## WHAT THE EXERCISE ASKS
Across all the entries below, how many lines contain the string "field"? The number by itself is the answer.

## RECORDS TO USE

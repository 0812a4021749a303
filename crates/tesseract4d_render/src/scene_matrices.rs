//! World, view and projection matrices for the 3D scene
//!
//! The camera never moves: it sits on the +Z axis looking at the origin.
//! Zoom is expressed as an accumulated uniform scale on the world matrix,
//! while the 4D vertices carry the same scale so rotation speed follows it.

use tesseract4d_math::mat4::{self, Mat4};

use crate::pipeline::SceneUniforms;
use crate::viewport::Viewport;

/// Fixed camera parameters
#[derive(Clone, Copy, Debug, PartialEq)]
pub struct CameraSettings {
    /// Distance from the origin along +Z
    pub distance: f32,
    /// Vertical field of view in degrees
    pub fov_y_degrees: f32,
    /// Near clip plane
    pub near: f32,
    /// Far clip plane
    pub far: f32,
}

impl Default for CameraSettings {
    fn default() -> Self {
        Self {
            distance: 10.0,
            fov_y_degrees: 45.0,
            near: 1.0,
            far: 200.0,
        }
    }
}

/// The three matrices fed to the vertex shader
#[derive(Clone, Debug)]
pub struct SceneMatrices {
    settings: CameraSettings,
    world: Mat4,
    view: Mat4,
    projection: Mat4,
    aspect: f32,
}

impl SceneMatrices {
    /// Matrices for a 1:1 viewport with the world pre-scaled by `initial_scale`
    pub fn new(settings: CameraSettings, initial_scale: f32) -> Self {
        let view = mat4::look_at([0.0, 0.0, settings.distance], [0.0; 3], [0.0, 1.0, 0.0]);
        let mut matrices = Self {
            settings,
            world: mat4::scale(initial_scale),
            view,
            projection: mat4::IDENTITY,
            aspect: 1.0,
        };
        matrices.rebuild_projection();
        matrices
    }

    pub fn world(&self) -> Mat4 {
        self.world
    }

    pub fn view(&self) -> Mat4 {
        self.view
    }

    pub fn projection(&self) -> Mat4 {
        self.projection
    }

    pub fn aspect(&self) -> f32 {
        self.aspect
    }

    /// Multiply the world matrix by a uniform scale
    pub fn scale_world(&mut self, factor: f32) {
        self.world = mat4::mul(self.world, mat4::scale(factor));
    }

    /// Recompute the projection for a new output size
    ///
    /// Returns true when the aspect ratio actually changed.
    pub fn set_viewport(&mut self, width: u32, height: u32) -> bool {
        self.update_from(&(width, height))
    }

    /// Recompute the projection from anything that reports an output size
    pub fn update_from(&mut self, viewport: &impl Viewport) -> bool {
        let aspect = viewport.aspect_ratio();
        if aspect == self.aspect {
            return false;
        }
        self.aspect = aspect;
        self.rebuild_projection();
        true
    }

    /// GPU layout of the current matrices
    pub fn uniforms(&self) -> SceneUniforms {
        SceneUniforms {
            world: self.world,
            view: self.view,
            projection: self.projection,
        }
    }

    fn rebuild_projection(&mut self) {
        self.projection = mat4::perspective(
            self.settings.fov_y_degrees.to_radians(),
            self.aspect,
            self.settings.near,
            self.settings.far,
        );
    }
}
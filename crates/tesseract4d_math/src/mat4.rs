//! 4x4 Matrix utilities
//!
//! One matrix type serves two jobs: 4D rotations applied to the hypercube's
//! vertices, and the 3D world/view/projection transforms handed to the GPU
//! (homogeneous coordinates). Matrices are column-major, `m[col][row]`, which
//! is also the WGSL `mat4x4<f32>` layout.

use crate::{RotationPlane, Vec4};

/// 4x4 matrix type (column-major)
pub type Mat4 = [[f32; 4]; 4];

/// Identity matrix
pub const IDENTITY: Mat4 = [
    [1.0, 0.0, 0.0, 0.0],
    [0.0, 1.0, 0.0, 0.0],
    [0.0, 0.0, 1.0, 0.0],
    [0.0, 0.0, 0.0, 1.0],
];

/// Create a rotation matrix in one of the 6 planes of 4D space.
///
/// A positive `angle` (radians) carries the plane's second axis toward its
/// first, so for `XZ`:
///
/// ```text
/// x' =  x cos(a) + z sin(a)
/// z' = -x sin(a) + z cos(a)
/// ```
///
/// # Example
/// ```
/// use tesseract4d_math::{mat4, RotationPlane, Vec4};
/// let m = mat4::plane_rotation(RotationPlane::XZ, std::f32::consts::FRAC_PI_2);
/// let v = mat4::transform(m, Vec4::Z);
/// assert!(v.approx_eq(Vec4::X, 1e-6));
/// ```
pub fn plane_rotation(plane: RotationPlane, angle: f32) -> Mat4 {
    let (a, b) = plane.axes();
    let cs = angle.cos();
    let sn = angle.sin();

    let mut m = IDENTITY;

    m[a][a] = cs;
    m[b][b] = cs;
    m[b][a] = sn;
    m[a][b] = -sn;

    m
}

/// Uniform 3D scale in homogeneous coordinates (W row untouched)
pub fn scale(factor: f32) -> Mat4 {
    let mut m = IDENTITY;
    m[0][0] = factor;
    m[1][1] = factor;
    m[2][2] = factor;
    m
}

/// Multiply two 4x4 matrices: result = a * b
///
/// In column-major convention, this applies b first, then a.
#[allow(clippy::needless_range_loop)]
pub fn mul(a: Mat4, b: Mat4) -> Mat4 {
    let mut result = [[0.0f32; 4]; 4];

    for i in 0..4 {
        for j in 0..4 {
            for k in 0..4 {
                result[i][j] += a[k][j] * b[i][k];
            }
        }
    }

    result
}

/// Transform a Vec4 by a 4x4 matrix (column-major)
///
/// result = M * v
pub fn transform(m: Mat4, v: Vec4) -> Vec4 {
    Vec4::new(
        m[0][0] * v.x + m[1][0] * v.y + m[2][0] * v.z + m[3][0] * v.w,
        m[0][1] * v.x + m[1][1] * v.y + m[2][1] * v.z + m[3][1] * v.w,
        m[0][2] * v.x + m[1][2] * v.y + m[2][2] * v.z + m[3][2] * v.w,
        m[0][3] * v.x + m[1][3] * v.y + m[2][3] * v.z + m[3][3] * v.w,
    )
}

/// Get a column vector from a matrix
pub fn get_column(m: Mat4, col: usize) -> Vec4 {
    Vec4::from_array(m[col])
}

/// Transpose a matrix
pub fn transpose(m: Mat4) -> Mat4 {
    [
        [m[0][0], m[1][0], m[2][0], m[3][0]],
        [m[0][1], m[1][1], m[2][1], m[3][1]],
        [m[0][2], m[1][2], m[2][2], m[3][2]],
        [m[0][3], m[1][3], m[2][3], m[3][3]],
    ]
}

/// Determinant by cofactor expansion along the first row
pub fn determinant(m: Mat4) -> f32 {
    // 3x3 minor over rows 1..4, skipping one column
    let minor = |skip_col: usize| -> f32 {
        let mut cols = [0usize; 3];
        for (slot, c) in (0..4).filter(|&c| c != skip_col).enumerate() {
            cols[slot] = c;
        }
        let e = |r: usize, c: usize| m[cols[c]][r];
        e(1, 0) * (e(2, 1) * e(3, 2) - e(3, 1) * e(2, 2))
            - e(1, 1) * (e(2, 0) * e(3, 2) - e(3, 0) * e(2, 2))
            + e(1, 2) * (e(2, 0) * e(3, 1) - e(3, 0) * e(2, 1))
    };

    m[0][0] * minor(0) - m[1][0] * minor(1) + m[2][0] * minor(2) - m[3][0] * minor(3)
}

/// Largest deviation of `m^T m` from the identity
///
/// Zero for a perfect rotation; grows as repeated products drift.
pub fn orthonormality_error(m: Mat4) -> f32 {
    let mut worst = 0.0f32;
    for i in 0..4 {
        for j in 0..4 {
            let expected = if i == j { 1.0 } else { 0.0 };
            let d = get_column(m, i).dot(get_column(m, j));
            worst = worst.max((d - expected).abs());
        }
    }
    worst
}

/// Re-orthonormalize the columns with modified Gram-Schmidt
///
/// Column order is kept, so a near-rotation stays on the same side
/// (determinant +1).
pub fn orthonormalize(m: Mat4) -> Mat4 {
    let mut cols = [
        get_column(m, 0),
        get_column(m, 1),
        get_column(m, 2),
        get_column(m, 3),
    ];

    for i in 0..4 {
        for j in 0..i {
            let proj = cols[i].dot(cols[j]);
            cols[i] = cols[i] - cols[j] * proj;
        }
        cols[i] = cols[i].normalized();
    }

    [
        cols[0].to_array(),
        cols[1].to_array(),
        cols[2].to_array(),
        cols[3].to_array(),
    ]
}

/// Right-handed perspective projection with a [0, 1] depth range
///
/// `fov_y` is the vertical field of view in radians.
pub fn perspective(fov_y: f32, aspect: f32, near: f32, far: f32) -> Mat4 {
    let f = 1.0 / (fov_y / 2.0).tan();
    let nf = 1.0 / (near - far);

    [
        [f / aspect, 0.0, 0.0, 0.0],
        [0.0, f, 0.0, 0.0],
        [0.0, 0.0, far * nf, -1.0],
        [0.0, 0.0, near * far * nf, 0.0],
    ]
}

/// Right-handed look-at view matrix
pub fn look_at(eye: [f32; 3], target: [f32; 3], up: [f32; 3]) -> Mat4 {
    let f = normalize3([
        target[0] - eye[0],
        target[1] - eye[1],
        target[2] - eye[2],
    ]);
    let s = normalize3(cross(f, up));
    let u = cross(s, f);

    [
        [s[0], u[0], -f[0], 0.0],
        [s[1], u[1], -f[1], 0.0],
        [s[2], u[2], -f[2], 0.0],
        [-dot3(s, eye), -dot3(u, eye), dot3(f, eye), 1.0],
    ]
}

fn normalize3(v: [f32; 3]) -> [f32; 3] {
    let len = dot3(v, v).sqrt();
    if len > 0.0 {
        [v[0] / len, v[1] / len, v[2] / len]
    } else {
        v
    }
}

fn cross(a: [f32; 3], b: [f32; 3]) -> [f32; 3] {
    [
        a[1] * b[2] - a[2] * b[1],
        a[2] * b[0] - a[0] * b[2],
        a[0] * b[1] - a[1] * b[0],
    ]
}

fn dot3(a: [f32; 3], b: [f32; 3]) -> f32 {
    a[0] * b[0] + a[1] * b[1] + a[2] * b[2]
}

## EXERCISE SOLUTION
2